Given data section start

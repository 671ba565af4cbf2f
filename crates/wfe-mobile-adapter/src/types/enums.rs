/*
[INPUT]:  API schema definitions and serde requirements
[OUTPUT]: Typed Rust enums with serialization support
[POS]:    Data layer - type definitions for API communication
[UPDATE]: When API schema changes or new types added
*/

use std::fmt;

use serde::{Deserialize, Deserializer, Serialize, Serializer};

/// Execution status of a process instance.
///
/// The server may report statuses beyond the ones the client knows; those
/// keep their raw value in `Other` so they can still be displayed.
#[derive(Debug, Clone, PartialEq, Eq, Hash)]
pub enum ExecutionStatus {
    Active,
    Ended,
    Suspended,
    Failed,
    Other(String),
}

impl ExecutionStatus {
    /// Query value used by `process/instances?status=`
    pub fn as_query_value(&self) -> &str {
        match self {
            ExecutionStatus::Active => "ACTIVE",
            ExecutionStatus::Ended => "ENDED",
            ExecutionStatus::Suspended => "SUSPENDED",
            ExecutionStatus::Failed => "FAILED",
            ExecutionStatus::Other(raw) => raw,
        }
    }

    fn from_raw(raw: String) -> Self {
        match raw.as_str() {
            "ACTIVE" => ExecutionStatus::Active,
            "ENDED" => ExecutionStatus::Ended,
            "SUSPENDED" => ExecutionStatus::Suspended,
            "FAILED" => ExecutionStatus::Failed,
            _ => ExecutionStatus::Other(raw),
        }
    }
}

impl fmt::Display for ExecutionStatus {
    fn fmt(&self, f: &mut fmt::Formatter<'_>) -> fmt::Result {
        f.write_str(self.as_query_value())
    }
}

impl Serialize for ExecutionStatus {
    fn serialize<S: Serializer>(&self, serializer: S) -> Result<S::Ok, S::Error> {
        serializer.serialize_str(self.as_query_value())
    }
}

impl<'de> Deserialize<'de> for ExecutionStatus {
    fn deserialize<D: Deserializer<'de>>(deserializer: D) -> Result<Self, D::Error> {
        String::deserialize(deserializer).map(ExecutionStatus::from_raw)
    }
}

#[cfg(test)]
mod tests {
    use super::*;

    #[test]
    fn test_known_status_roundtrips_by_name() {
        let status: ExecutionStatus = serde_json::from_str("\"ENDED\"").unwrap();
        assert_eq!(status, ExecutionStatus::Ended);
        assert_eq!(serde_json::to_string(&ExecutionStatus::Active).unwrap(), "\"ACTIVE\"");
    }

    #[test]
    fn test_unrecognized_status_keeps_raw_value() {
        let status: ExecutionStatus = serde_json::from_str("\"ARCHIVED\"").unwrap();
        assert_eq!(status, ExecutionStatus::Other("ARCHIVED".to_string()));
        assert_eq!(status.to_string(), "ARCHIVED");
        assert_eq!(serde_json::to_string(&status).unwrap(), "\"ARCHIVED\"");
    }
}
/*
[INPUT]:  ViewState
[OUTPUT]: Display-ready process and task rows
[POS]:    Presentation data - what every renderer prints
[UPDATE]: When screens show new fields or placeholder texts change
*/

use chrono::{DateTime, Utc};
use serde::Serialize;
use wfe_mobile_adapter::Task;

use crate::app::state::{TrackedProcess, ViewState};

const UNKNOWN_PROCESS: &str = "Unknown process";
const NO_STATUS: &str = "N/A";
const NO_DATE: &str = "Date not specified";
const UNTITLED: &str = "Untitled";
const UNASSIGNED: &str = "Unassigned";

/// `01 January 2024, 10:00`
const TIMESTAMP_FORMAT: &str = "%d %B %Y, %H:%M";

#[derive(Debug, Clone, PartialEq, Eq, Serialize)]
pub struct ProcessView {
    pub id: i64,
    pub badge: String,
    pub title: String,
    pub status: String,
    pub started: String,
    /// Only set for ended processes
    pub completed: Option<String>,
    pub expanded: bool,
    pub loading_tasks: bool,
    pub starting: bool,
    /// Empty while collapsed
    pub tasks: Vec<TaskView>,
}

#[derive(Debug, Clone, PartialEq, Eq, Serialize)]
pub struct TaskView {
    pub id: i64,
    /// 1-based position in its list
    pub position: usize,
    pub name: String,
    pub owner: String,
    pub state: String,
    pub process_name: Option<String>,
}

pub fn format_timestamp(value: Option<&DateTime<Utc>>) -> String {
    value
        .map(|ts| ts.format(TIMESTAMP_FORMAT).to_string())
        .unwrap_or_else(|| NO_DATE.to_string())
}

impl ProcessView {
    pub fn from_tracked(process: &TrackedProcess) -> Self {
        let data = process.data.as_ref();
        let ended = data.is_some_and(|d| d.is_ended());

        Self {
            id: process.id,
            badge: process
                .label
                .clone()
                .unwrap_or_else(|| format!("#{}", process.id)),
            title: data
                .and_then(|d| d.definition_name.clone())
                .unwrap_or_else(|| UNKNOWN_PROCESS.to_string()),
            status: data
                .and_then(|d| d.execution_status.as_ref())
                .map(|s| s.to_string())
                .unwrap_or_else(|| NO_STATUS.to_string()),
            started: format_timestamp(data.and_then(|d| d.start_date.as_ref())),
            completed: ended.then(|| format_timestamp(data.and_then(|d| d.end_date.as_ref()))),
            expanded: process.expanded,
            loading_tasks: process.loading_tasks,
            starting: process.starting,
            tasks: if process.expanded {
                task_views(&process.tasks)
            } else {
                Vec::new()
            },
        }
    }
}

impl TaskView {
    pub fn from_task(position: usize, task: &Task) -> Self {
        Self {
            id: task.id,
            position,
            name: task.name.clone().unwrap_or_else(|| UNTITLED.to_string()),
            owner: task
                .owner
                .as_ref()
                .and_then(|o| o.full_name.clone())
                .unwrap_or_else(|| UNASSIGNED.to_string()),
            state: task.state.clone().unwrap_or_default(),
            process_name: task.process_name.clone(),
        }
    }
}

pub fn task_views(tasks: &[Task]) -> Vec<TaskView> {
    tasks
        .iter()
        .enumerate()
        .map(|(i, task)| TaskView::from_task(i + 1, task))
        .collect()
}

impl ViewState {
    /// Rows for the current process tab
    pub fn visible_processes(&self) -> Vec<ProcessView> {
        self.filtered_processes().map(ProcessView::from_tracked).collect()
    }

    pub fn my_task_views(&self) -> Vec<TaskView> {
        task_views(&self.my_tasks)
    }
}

Given data section end

Find the word "UNASSIGNED" in the records and pull out each line that has it.

> Result of the exercise:
const UNASSIGNED: &str = "Unassigned";
                .unwrap_or_else(|| UNASSIGNED.to_string()),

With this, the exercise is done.